Do you have asthma? Do you suffer from the occasional migraine? If the answer is yes to both those questions, you may want to check out the latest findings published in the journal ‘Headache’, a publication of the American Headache Society, because you may be at risk of having more migraines.

The study, titled Asthma is a risk factor for new onset chronic migraine: Results from the American migraine prevalence and prevention study, was a collaboration of doctors and researchers from Cincinnati, Chapel Hill, Boston, and the Bronx. The team set out to test the hypothesis that people with asthma who suffer from the occasional migraine also known as episodic migraines (EM), are more likely to go on to suffer from chronic migraines (CM) in comparison to non-asthmatics.

Migraines are a complex problem that can have a number of different symptoms, the main and most familiar being extreme headaches. However they can also include disturbed vision, nausea/vomiting, and sensitivity to light. Migraines affect around 37 million people in the US, with around 2 to 3 million people suffering CM – which is defined as having an episode more than fifteen times per month, every month. The condition can be extremely debilitating.

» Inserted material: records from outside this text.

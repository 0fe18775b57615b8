//! The date range and payment method filters shared by the entry list and reports.

use maud::{Markup, html};
use rusqlite::Connection;
use serde::Deserialize;
use time::Date;

use crate::{
    Error,
    entry::{LedgerEntry, PaymentMethod, get_entries_between},
    html::{FORM_LABEL_STYLE, FORM_TEXT_INPUT_STYLE, LINK_STYLE, format_date},
    period::AccountingPeriod,
};

/// The query string of a filtered page, e.g. `?start=2024-08-11&end=2024-09-10`.
#[derive(Debug, Default, Deserialize)]
pub struct ReportQuery {
    pub start: Option<Date>,
    pub end: Option<Date>,
    pub payment_method: Option<PaymentMethod>,
}

/// The resolved window a page reports on.
#[derive(Debug, Clone, Copy, PartialEq, Eq)]
pub struct ReportWindow {
    pub start: Option<Date>,
    pub end: Option<Date>,
    pub payment_method: Option<PaymentMethod>,
}

impl ReportQuery {
    /// Resolve the query, falling back to `current_period` when neither date is given.
    pub fn window(self, current_period: AccountingPeriod) -> ReportWindow {
        let (start, end) = match (self.start, self.end) {
            (None, None) => (Some(current_period.start), Some(current_period.end)),
            bounds => bounds,
        };

        ReportWindow {
            start,
            end,
            payment_method: self.payment_method,
        }
    }
}

impl ReportWindow {
    /// A short description such as "11/08/2024 to 10/09/2024" or "since 11/08/2024".
    pub fn describe(&self) -> String {
        match (self.start, self.end) {
            (Some(start), Some(end)) => format!("{} to {}", format_date(start), format_date(end)),
            (Some(start), None) => format!("Since {}", format_date(start)),
            (None, Some(end)) => format!("Until {}", format_date(end)),
            (None, None) => "All time".to_owned(),
        }
    }
}

/// Load the entries inside `window`, newest first.
pub fn load_window_entries(
    window: &ReportWindow,
    connection: &Connection,
) -> Result<Vec<LedgerEntry>, Error> {
    let entries = get_entries_between(window.start, window.end, connection)?;

    Ok(match window.payment_method {
        Some(method) => entries
            .into_iter()
            .filter(|entry| entry.payment_method == Some(method))
            .collect(),
        None => entries,
    })
}

/// A GET form that reloads `action` with the chosen filters.
pub fn filter_form(action: &str, window: &ReportWindow, show_payment_method: bool) -> Markup {
    html! {
        form
            method="get"
            action=(action)
            class="flex flex-wrap items-end gap-4"
        {
            div
            {
                label for="start" class=(FORM_LABEL_STYLE) { "From" }
                input
                    id="start"
                    type="date"
                    name="start"
                    value=[window.start]
                    class=(FORM_TEXT_INPUT_STYLE);
            }

            div
            {
                label for="end" class=(FORM_LABEL_STYLE) { "To" }
                input
                    id="end"
                    type="date"
                    name="end"
                    value=[window.end]
                    class=(FORM_TEXT_INPUT_STYLE);
            }

            @if show_payment_method {
                div
                {
                    label for="payment_method" class=(FORM_LABEL_STYLE) { "Payment method" }
                    select id="payment_method" name="payment_method" class=(FORM_TEXT_INPUT_STYLE)
                    {
                        option value="" { "All" }

                        @for method in PaymentMethod::ALL {
                            option
                                value=(method.as_str())
                                selected[Some(method) == window.payment_method]
                            {
                                (method.label())
                            }
                        }
                    }
                }
            }

            button
                type="submit"
                class="px-4 py-2 bg-blue-500 hover:bg-blue-600 text-white rounded"
            {
                "Filter"
            }

            a href=(action) class=(LINK_STYLE) { "Current period" }
        }
    }
}

#[cfg(test)]
mod tests {
    use rust_decimal_macros::dec;
    use time::macros::date;

    use crate::{
        entry::{EntryKind, NewEntry, PaymentMethod, create_entry},
        period::AccountingPeriod,
        test_utils::get_test_connection,
    };

    use super::{ReportQuery, load_window_entries};

    const PERIOD: AccountingPeriod = AccountingPeriod {
        start: date!(2024 - 08 - 11),
        end: date!(2024 - 09 - 10),
    };

    #[test]
    fn empty_query_uses_current_period() {
        let window = ReportQuery::default().window(PERIOD);

        assert_eq!(window.start, Some(PERIOD.start));
        assert_eq!(window.end, Some(PERIOD.end));
        assert_eq!(window.describe(), "11/08/2024 to 10/09/2024");
    }

    #[test]
    fn single_bound_stays_open_ended() {
        let window = ReportQuery {
            start: Some(date!(2024 - 01 - 01)),
            ..Default::default()
        }
        .window(PERIOD);

        assert_eq!(window.end, None);
        assert_eq!(window.describe(), "Since 01/01/2024");
    }

    #[test]
    fn query_parses_empty_fields_as_none() {
        let query: ReportQuery =
            serde_html_form::from_str("start=&end=2024-09-10&payment_method=").unwrap();

        assert_eq!(query.start, None);
        assert_eq!(query.end, Some(date!(2024 - 09 - 10)));
        assert_eq!(query.payment_method, None);
    }

    #[test]
    fn filters_by_payment_method() {
        let connection = get_test_connection();
        for method in [PaymentMethod::Cash, PaymentMethod::Tab, PaymentMethod::Cash] {
            create_entry(
                &NewEntry::new("Sale", EntryKind::Inflow, dec!(10), date!(2024 - 09 - 01))
                    .payment_method(method),
                &connection,
            )
            .unwrap();
        }
        let window = ReportQuery {
            payment_method: Some(PaymentMethod::Cash),
            ..Default::default()
        }
        .window(PERIOD);

        let got = load_window_entries(&window, &connection).unwrap();

        assert_eq!(got.len(), 2);
    }
}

It has long been known that there is comorbidity of depression and migraines. Around 25% of people who experience regular migraines also suffer from depression. Around 50% of people with migraines also report feelings of anxiety. For this reason, depression was believed to be a leading risk factor for migraines. However, the results of this study, which surveyed over five thousand respondents with asthma and no symptoms of depression, put asthma ahead of depression as the most serious risk factor. Asthma sufferers are twice as likely to develop CM, many within a year of participating in the study. One explanation for this may be that the inflammation associated with asthma is linked in some way to the inflammation causing migraines.

The study authors found that the greatest risk was for those suffering from severe asthma. While those with these health problems may not be able to control factors such as “mast cell degranulation, parasympathetic hyperactivity, enhanced neuropeptide release… or genetic factors”, they should be sure to be weary of environmental triggers. Air pollution is known to worsen asthma symptoms and pollution in the environment can also trigger migraines too.

Although it is highly unlikely that anyone you know who suffers from severe asthma or migraines isn’t already careful about what they expose themselves to in their environment, it may be worth having a talk with them about these findings so they can be additionally cautious of triggers and avoid them.